= Saved data entries =
|---|

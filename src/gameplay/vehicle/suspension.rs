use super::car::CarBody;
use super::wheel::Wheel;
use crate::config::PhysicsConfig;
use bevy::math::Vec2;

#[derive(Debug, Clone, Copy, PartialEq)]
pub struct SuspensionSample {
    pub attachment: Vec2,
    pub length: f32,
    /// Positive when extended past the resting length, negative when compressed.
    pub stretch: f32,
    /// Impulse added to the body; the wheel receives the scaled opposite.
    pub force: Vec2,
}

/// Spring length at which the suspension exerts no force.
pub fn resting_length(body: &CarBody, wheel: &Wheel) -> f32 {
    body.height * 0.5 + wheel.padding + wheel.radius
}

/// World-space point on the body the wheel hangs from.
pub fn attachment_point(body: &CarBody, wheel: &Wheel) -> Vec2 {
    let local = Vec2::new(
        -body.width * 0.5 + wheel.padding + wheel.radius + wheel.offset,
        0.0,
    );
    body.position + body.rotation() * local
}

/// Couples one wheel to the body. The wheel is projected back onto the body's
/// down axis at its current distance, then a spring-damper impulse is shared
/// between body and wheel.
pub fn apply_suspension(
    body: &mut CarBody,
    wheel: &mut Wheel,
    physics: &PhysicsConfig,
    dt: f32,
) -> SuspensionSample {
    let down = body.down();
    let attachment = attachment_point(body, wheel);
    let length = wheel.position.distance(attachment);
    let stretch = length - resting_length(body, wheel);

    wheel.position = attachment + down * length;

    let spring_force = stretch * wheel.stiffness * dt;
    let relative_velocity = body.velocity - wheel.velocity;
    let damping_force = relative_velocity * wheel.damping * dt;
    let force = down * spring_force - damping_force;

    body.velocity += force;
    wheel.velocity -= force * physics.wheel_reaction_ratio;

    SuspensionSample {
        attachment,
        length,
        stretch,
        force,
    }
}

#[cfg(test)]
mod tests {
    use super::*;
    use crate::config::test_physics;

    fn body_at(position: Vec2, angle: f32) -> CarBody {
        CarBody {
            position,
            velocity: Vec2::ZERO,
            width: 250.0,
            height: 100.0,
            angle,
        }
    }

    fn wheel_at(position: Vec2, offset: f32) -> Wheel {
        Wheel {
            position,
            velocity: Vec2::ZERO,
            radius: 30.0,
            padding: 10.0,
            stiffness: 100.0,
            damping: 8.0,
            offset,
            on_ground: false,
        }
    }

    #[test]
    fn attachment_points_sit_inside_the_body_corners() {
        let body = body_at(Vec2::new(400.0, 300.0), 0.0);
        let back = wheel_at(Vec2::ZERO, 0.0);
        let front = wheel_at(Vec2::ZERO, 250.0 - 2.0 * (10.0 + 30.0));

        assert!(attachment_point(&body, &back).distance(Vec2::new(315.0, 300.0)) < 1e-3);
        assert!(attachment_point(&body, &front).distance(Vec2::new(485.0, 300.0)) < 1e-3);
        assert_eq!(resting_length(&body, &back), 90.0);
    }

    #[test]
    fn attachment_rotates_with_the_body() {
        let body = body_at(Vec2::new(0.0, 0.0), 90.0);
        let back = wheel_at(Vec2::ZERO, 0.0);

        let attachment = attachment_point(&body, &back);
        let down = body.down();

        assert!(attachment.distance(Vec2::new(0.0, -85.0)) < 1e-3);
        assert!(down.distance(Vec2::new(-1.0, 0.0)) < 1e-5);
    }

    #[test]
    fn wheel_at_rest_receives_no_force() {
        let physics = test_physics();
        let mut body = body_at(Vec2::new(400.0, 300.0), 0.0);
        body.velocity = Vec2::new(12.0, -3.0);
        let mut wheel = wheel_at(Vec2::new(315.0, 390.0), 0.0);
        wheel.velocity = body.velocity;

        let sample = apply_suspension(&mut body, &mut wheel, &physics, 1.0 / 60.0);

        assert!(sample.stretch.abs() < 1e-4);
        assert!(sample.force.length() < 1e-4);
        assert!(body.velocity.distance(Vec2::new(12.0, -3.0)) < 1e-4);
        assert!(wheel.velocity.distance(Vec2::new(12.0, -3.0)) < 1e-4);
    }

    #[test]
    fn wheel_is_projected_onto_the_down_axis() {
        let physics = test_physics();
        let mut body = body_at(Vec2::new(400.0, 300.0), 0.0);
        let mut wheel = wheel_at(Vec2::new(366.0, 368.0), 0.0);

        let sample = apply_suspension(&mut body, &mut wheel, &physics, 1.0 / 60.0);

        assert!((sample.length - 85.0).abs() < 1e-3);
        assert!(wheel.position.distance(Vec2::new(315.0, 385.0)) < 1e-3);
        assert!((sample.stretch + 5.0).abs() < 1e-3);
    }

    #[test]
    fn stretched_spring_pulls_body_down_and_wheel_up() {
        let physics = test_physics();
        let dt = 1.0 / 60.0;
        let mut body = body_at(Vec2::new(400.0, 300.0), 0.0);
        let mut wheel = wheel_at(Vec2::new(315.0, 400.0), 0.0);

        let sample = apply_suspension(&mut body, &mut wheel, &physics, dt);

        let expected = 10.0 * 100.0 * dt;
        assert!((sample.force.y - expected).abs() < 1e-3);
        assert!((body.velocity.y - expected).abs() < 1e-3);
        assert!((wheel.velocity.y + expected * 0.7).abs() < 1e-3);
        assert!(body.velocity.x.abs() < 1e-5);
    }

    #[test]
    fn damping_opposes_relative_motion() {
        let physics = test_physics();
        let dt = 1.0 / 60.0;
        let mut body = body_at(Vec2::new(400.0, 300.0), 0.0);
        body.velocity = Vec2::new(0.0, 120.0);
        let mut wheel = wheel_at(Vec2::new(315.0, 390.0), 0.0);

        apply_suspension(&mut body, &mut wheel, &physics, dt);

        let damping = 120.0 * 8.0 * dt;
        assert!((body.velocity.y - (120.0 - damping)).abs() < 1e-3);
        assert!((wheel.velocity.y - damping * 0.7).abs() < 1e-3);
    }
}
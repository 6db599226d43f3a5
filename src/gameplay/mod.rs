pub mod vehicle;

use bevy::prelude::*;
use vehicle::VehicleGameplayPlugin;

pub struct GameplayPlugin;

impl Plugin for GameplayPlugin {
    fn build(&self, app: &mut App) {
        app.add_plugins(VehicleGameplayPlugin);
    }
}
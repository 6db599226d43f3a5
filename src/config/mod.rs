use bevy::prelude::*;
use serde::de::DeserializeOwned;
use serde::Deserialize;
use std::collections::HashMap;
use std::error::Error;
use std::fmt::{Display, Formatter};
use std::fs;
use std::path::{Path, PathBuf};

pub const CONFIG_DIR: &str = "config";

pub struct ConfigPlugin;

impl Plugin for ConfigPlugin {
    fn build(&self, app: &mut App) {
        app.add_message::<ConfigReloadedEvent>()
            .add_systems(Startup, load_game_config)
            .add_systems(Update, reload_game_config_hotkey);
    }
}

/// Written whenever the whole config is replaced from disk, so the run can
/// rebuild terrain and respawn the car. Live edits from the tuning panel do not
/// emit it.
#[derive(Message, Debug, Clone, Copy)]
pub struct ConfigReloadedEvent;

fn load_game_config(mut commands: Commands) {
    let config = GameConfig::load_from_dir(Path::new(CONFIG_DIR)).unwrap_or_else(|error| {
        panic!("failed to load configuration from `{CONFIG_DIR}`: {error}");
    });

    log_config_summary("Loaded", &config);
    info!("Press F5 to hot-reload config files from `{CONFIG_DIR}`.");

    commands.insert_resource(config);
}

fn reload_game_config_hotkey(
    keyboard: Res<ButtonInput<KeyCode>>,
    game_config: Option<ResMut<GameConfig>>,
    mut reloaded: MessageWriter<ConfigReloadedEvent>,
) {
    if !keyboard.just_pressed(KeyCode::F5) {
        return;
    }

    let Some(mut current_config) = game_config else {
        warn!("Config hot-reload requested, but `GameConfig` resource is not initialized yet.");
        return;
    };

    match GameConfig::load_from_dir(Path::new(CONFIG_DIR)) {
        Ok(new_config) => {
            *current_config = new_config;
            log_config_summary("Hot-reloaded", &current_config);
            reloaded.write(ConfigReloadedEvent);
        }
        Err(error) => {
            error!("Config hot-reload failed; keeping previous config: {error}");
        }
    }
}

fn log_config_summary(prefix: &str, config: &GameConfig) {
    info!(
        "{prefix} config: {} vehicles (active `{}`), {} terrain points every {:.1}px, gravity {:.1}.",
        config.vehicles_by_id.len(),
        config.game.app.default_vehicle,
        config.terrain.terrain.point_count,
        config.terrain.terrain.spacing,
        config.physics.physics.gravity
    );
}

|---|

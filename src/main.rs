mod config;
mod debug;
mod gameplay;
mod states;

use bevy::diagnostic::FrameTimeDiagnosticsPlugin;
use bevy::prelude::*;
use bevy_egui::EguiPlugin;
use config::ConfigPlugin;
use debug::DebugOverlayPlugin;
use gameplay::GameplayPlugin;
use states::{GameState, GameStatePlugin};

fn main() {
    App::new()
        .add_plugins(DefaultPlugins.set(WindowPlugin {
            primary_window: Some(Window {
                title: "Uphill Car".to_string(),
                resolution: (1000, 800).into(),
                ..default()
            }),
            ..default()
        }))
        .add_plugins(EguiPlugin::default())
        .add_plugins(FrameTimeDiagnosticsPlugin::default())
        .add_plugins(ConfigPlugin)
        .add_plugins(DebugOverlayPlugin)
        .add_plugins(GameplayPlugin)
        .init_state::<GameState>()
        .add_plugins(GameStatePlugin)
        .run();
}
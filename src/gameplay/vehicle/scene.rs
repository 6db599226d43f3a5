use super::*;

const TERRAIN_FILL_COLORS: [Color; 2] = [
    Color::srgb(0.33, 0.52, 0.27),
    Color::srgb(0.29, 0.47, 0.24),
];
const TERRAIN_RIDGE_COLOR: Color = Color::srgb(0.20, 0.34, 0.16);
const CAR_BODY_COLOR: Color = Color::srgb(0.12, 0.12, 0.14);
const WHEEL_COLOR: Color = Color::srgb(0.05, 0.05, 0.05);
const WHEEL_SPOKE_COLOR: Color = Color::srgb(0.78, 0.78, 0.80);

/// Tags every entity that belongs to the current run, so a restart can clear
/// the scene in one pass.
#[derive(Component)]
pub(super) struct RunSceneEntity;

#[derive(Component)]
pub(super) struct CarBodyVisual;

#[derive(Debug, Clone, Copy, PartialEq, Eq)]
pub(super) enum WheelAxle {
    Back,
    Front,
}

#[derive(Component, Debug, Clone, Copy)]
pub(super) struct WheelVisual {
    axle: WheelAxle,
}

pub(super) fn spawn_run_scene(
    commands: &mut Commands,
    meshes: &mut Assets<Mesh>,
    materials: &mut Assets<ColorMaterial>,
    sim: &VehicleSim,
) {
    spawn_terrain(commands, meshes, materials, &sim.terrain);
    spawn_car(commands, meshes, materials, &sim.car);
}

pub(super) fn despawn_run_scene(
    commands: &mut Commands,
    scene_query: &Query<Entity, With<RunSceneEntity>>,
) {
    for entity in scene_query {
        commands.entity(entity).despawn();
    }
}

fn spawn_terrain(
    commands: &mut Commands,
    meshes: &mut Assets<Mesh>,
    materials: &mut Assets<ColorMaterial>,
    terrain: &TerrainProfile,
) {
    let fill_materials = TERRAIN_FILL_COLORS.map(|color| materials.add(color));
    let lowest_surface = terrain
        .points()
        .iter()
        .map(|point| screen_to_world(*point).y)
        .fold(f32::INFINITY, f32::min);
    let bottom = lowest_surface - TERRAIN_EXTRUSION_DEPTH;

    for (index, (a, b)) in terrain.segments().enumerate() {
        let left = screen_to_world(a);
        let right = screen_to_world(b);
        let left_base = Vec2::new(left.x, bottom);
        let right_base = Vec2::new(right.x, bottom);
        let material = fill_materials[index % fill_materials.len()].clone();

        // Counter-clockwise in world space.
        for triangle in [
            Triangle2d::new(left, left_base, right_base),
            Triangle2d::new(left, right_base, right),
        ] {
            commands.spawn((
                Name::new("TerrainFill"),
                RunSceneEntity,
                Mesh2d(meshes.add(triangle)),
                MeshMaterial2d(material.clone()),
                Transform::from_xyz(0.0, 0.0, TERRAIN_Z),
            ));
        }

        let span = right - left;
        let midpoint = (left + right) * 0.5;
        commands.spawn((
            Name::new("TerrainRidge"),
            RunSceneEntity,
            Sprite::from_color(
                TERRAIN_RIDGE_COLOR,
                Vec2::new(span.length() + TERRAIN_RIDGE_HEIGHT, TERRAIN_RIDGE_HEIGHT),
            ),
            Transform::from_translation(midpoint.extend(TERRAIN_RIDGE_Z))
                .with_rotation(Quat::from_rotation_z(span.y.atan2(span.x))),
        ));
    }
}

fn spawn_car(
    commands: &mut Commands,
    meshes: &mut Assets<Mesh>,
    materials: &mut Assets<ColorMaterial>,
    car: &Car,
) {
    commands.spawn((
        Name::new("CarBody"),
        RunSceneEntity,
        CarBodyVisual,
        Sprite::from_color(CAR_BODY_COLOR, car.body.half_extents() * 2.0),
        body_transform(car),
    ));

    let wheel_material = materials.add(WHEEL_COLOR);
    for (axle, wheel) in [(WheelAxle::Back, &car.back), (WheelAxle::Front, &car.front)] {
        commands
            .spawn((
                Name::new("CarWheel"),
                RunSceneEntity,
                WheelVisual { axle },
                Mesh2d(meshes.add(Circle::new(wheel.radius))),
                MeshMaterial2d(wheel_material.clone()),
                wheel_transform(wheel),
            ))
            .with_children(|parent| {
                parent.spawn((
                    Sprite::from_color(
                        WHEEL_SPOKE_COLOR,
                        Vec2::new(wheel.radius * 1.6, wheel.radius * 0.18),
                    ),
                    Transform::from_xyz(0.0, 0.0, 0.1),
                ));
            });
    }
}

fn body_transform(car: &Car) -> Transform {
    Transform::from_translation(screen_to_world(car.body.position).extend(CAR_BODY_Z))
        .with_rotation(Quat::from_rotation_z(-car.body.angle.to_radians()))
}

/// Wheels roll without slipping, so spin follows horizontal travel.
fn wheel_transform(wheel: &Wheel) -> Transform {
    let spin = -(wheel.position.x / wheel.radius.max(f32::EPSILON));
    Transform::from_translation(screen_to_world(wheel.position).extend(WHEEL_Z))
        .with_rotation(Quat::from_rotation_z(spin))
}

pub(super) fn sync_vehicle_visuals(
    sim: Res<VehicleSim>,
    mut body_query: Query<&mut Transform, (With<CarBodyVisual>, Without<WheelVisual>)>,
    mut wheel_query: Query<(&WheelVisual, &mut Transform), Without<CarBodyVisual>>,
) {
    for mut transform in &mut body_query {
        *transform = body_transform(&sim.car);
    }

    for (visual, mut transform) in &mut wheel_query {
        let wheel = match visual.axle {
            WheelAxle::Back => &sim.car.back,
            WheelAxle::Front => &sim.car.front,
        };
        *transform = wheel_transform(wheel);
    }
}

|---|

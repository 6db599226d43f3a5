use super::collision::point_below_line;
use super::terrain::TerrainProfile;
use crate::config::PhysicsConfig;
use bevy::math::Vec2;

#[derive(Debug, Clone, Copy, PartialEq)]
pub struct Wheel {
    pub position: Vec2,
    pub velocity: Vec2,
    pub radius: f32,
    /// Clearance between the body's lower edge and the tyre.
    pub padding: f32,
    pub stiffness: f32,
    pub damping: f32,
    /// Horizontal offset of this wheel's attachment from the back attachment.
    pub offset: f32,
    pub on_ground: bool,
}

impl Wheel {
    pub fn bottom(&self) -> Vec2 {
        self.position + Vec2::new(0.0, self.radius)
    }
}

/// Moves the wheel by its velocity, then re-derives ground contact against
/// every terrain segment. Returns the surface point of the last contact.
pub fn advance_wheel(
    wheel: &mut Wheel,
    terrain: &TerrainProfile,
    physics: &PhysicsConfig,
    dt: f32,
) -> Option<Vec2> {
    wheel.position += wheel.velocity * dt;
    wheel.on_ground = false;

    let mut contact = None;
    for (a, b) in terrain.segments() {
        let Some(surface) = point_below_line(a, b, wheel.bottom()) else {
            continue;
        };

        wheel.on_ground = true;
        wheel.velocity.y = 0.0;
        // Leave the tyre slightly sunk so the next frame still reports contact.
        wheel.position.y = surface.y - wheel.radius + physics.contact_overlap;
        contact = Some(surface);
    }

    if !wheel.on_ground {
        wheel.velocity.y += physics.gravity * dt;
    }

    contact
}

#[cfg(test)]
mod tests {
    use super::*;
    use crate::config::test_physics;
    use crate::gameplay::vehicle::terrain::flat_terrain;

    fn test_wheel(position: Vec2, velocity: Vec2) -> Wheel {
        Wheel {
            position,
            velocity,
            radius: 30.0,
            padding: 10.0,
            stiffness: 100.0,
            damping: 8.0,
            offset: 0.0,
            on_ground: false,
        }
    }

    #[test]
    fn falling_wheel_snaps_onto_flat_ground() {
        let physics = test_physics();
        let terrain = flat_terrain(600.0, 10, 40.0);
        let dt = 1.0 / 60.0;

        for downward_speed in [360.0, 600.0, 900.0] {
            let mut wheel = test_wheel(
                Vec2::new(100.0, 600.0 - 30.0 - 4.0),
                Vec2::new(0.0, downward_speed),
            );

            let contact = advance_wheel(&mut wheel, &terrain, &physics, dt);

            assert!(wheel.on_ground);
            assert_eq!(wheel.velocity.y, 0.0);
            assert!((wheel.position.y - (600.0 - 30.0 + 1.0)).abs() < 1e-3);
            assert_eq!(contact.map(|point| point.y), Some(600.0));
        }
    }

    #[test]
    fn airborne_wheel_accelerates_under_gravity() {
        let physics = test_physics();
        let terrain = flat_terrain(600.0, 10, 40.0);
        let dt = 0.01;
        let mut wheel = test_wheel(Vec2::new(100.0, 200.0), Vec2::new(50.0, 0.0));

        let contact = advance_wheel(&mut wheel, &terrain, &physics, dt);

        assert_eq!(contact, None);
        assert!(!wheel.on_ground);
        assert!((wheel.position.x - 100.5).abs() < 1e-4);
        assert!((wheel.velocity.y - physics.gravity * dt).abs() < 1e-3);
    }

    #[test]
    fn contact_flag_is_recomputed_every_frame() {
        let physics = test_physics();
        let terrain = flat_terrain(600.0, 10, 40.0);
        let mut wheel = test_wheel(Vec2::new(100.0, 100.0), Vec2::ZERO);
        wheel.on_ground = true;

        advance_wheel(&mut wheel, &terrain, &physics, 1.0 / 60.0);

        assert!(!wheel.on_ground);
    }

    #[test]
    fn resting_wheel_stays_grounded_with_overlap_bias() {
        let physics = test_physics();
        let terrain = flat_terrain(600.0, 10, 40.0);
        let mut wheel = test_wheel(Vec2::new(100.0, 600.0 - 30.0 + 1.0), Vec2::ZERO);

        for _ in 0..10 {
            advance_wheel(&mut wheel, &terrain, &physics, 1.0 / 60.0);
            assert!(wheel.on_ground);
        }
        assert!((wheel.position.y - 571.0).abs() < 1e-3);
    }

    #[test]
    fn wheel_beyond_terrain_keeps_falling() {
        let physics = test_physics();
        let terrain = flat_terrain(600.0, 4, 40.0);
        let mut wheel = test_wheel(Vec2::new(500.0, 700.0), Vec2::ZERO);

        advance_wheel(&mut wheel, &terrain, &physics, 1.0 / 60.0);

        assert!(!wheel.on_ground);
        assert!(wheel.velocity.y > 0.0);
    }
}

|---|

= WORK ITEM =
Among the lines of the data, find every one that holds "self" and copy it.

= REPLY TO THE EXERCISE =
    fn build(&self, app: &mut App) {
    fn build(&self, app: &mut App) {
    pub fn bottom(&self) -> Vec2 {
        self.position + Vec2::new(0.0, self.radius)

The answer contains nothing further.